** EXERCISE BRIEF **
Exact copies of all the records are to be printed.

** RECORDS TO PROCESS **
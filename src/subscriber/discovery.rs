//! Discovery HTTP polling: topic → broker node set

use std::collections::{HashMap, HashSet};
use std::time::Duration;

use serde::Deserialize;
use tokio::sync::Mutex;
use tracing::{error, warn};

use crate::error::LookupFailure;
use crate::host_port::HostAndPort;
use crate::types::Topic;

const LOOKUP_TIMEOUT: Duration = Duration::from_secs(30);

#[derive(Debug, Deserialize)]
struct Producer {
    broadcast_address: String,
    tcp_port: u16,
}

/// Tolerates both the plain and legacy envelope shapes
#[derive(Debug, Deserialize)]
#[serde(untagged)]
enum LookupBody {
    Plain {
        producers: Vec<Producer>,
    },
    Legacy {
        #[allow(dead_code)]
        status_code: i64,
        data: LegacyData,
    },
}

#[derive(Debug, Deserialize)]
struct LegacyData {
    producers: Vec<Producer>,
}

impl LookupBody {
    fn into_producers(self) -> Vec<Producer> {
        match self {
            Self::Plain { producers } | Self::Legacy { data: LegacyData { producers }, .. } => {
                producers
            }
        }
    }
}

/// Polls one or more discovery hosts and unions their topic → node mappings
///
/// Per-URL failure counts drive log-level escalation; a non-200 response is
/// deliberately *not* counted as a failure.
#[derive(Debug)]
pub(crate) struct DiscoveryClient {
    http: reqwest::Client,
    hosts: Vec<String>,
    failures: Mutex<HashMap<String, u32>>,
    max_failures_before_error: u32,
}

impl DiscoveryClient {
    pub(crate) fn new(hosts: Vec<String>, max_failures_before_error: u32) -> Self {
        let http = reqwest::Client::builder()
            .connect_timeout(LOOKUP_TIMEOUT)
            .timeout(LOOKUP_TIMEOUT)
            .build()
            .expect("reqwest client builds with static config");
        Self {
            http,
            hosts,
            failures: Mutex::new(HashMap::new()),
            max_failures_before_error: max_failures_before_error.max(1),
        }
    }

    /// Look up the current node set for `topic`, unioning across all hosts
    pub(crate) async fn lookup(&self, topic: &Topic) -> HashSet<HostAndPort> {
        let mut nodes = HashSet::new();
        for host in &self.hosts {
            match self.lookup_one(host, topic).await {
                Ok(Some(producers)) => {
                    self.note_success(host).await;
                    nodes.extend(producers);
                }
                Ok(None) => {
                    // non-200: ignored, not a failure
                }
                Err(err) => {
                    self.note_failure(host, &err).await;
                }
            }
        }
        nodes
    }

    async fn lookup_one(
        &self,
        host: &str,
        topic: &Topic,
    ) -> Result<Option<Vec<HostAndPort>>, LookupFailure> {
        let mut url = url::Url::parse(&format!("{host}/lookup"))
            .unwrap_or_else(|_| url::Url::parse("http://invalid/lookup").unwrap());
        url.query_pairs_mut().append_pair("topic", topic.as_str());

        let response = self
            .http
            .get(url)
            .send()
            .await
            .map_err(|err| LookupFailure::Request(host.to_owned(), err))?;

        if !response.status().is_success() {
            return Ok(None);
        }

        let body = response
            .text()
            .await
            .map_err(|err| LookupFailure::Request(host.to_owned(), err))?;
        let parsed: LookupBody = serde_json::from_str(&body)
            .map_err(|err| LookupFailure::Decode(host.to_owned(), err))?;

        Ok(Some(
            parsed
                .into_producers()
                .into_iter()
                .map(|p| HostAndPort::new(p.broadcast_address, p.tcp_port))
                .collect(),
        ))
    }

    async fn note_success(&self, host: &str) {
        self.failures.lock().await.insert(host.to_owned(), 0);
    }

    async fn note_failure(&self, host: &str, err: &LookupFailure) {
        let mut failures = self.failures.lock().await;
        let count = failures.entry(host.to_owned()).or_insert(0);
        *count += 1;
        if *count >= self.max_failures_before_error {
            error!(host, failures = *count, %err, "discovery lookup failing repeatedly");
        } else {
            warn!(host, failures = *count, %err, "discovery lookup failed");
        }
    }
}

#[cfg(test)]
mod tests {
    use super::{DiscoveryClient, LookupBody};

    #[test]
    fn parses_plain_envelope() {
        let body: LookupBody =
            serde_json::from_str(r#"{"producers":[{"broadcast_address":"a","tcp_port":4150}]}"#)
                .unwrap();
        assert_eq!(1, body.into_producers().len());
    }

    #[test]
    fn parses_legacy_envelope() {
        let body: LookupBody = serde_json::from_str(
            r#"{"status_code":200,"data":{"producers":[{"broadcast_address":"a","tcp_port":4150}]}}"#,
        )
        .unwrap();
        assert_eq!(1, body.into_producers().len());
    }

    #[tokio::test]
    async fn no_hosts_yields_empty_node_set() {
        let client = DiscoveryClient::new(Vec::new(), 5);
        let topic = crate::types::Topic::new("t").unwrap();
        assert!(client.lookup(&topic).await.is_empty());
    }

    #[tokio::test]
    async fn lookup_unions_producers_across_hosts() {
        let server_a = httpmock::MockServer::start_async().await;
        let mock_a = server_a
            .mock_async(|when, then| {
                when.method(httpmock::Method::GET)
                    .path("/lookup")
                    .query_param("topic", "orders");
                then.status(200)
                    .header("content-type", "application/json")
                    .body(r#"{"producers":[{"broadcast_address":"broker-1","tcp_port":4150}]}"#);
            })
            .await;

        let server_b = httpmock::MockServer::start_async().await;
        server_b
            .mock_async(|when, then| {
                when.method(httpmock::Method::GET)
                    .path("/lookup")
                    .query_param("topic", "orders");
                then.status(200)
                    .header("content-type", "application/json")
                    .body(r#"{"status_code":200,"data":{"producers":[{"broadcast_address":"broker-2","tcp_port":4151}]}}"#);
            })
            .await;

        let client = DiscoveryClient::new(vec![server_a.base_url(), server_b.base_url()], 5);
        let topic = crate::types::Topic::new("orders").unwrap();
        let nodes = client.lookup(&topic).await;

        mock_a.assert_async().await;
        assert_eq!(2, nodes.len());
        assert!(nodes.contains(&crate::host_port::HostAndPort::new("broker-1", 4150)));
        assert!(nodes.contains(&crate::host_port::HostAndPort::new("broker-2", 4151)));
    }

    #[tokio::test]
    async fn non_200_response_is_ignored_not_counted_as_failure() {
        let server = httpmock::MockServer::start_async().await;
        server
            .mock_async(|when, then| {
                when.method(httpmock::Method::GET).path("/lookup");
                then.status(500);
            })
            .await;

        let client = DiscoveryClient::new(vec![server.base_url()], 1);
        let topic = crate::types::Topic::new("orders").unwrap();
        assert!(client.lookup(&topic).await.is_empty());
        assert!(client.failures.lock().await.is_empty());
    }
}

** ANSWER FOR THE TASK **
filename src/subscriber/discovery.rs
//! Discovery HTTP polling: topic → broker node set

use std::collections::{HashMap, HashSet};
use std::time::Duration;

use serde::Deserialize;
use tokio::sync::Mutex;
use tracing::{error, warn};

use crate::error::LookupFailure;
use crate::host_port::HostAndPort;
use crate::types::Topic;

const LOOKUP_TIMEOUT: Duration = Duration::from_secs(30);

#[derive(Debug, Deserialize)]
struct Producer {
    broadcast_address: String,
    tcp_port: u16,
}

/// Tolerates both the plain and legacy envelope shapes
#[derive(Debug, Deserialize)]
#[serde(untagged)]
enum LookupBody {
    Plain {
        producers: Vec<Producer>,
    },
    Legacy {
        #[allow(dead_code)]
        status_code: i64,
        data: LegacyData,
    },
}

#[derive(Debug, Deserialize)]
struct LegacyData {
    producers: Vec<Producer>,
}

impl LookupBody {
    fn into_producers(self) -> Vec<Producer> {
        match self {
            Self::Plain { producers } | Self::Legacy { data: LegacyData { producers }, .. } => {
                producers
            }
        }
    }
}

/// Polls one or more discovery hosts and unions their topic → node mappings
///
/// Per-URL failure counts drive log-level escalation; a non-200 response is
/// deliberately *not* counted as a failure.
#[derive(Debug)]
pub(crate) struct DiscoveryClient {
    http: reqwest::Client,
    hosts: Vec<String>,
    failures: Mutex<HashMap<String, u32>>,
    max_failures_before_error: u32,
}

impl DiscoveryClient {
    pub(crate) fn new(hosts: Vec<String>, max_failures_before_error: u32) -> Self {
        let http = reqwest::Client::builder()
            .connect_timeout(LOOKUP_TIMEOUT)
            .timeout(LOOKUP_TIMEOUT)
            .build()
            .expect("reqwest client builds with static config");
        Self {
            http,
            hosts,
            failures: Mutex::new(HashMap::new()),
            max_failures_before_error: max_failures_before_error.max(1),
        }
    }

    /// Look up the current node set for `topic`, unioning across all hosts
    pub(crate) async fn lookup(&self, topic: &Topic) -> HashSet<HostAndPort> {
        let mut nodes = HashSet::new();
        for host in &self.hosts {
            match self.lookup_one(host, topic).await {
                Ok(Some(producers)) => {
                    self.note_success(host).await;
                    nodes.extend(producers);
                }
                Ok(None) => {
                    // non-200: ignored, not a failure
                }
                Err(err) => {
                    self.note_failure(host, &err).await;
                }
            }
        }
        nodes
    }

    async fn lookup_one(
        &self,
        host: &str,
        topic: &Topic,
    ) -> Result<Option<Vec<HostAndPort>>, LookupFailure> {
        let mut url = url::Url::parse(&format!("{host}/lookup"))
            .unwrap_or_else(|_| url::Url::parse("http://invalid/lookup").unwrap());
        url.query_pairs_mut().append_pair("topic", topic.as_str());

        let response = self
            .http
            .get(url)
            .send()
            .await
            .map_err(|err| LookupFailure::Request(host.to_owned(), err))?;

        if !response.status().is_success() {
            return Ok(None);
        }

        let body = response
            .text()
            .await
            .map_err(|err| LookupFailure::Request(host.to_owned(), err))?;
        let parsed: LookupBody = serde_json::from_str(&body)
            .map_err(|err| LookupFailure::Decode(host.to_owned(), err))?;

        Ok(Some(
            parsed
                .into_producers()
                .into_iter()
                .map(|p| HostAndPort::new(p.broadcast_address, p.tcp_port))
                .collect(),
        ))
    }

    async fn note_success(&self, host: &str) {
        self.failures.lock().await.insert(host.to_owned(), 0);
    }

    async fn note_failure(&self, host: &str, err: &LookupFailure) {
        let mut failures = self.failures.lock().await;
        let count = failures.entry(host.to_owned()).or_insert(0);
        *count += 1;
        if *count >= self.max_failures_before_error {
            error!(host, failures = *count, %err, "discovery lookup failing repeatedly");
        } else {
            warn!(host, failures = *count, %err, "discovery lookup failed");
        }
    }
}

#[cfg(test)]
mod tests {
    use super::{DiscoveryClient, LookupBody};

    #[test]
    fn parses_plain_envelope() {
        let body: LookupBody =
            serde_json::from_str(r#"{"producers":[{"broadcast_address":"a","tcp_port":4150}]}"#)
                .unwrap();
        assert_eq!(1, body.into_producers().len());
    }

    #[test]
    fn parses_legacy_envelope() {
        let body: LookupBody = serde_json::from_str(
            r#"{"status_code":200,"data":{"producers":[{"broadcast_address":"a","tcp_port":4150}]}}"#,
        )
        .unwrap();
        assert_eq!(1, body.into_producers().len());
    }

    #[tokio::test]
    async fn no_hosts_yields_empty_node_set() {
        let client = DiscoveryClient::new(Vec::new(), 5);
        let topic = crate::types::Topic::new("t").unwrap();
        assert!(client.lookup(&topic).await.is_empty());
    }

    #[tokio::test]
    async fn lookup_unions_producers_across_hosts() {
        let server_a = httpmock::MockServer::start_async().await;
        let mock_a = server_a
            .mock_async(|when, then| {
                when.method(httpmock::Method::GET)
                    .path("/lookup")
                    .query_param("topic", "orders");
                then.status(200)
                    .header("content-type", "application/json")
                    .body(r#"{"producers":[{"broadcast_address":"broker-1","tcp_port":4150}]}"#);
            })
            .await;

        let server_b = httpmock::MockServer::start_async().await;
        server_b
            .mock_async(|when, then| {
                when.method(httpmock::Method::GET)
                    .path("/lookup")
                    .query_param("topic", "orders");
                then.status(200)
                    .header("content-type", "application/json")
                    .body(r#"{"status_code":200,"data":{"producers":[{"broadcast_address":"broker-2","tcp_port":4151}]}}"#);
            })
            .await;

        let client = DiscoveryClient::new(vec![server_a.base_url(), server_b.base_url()], 5);
        let topic = crate::types::Topic::new("orders").unwrap();
        let nodes = client.lookup(&topic).await;

        mock_a.assert_async().await;
        assert_eq!(2, nodes.len());
        assert!(nodes.contains(&crate::host_port::HostAndPort::new("broker-1", 4150)));
        assert!(nodes.contains(&crate::host_port::HostAndPort::new("broker-2", 4151)));
    }

    #[tokio::test]
    async fn non_200_response_is_ignored_not_counted_as_failure() {
        let server = httpmock::MockServer::start_async().await;
        server
            .mock_async(|when, then| {
                when.method(httpmock::Method::GET).path("/lookup");
                then.status(500);
            })
            .await;

        let client = DiscoveryClient::new(vec![server.base_url()], 1);
        let topic = crate::types::Topic::new("orders").unwrap();
        assert!(client.lookup(&topic).await.is_empty());
        assert!(client.failures.lock().await.is_empty());
    }
}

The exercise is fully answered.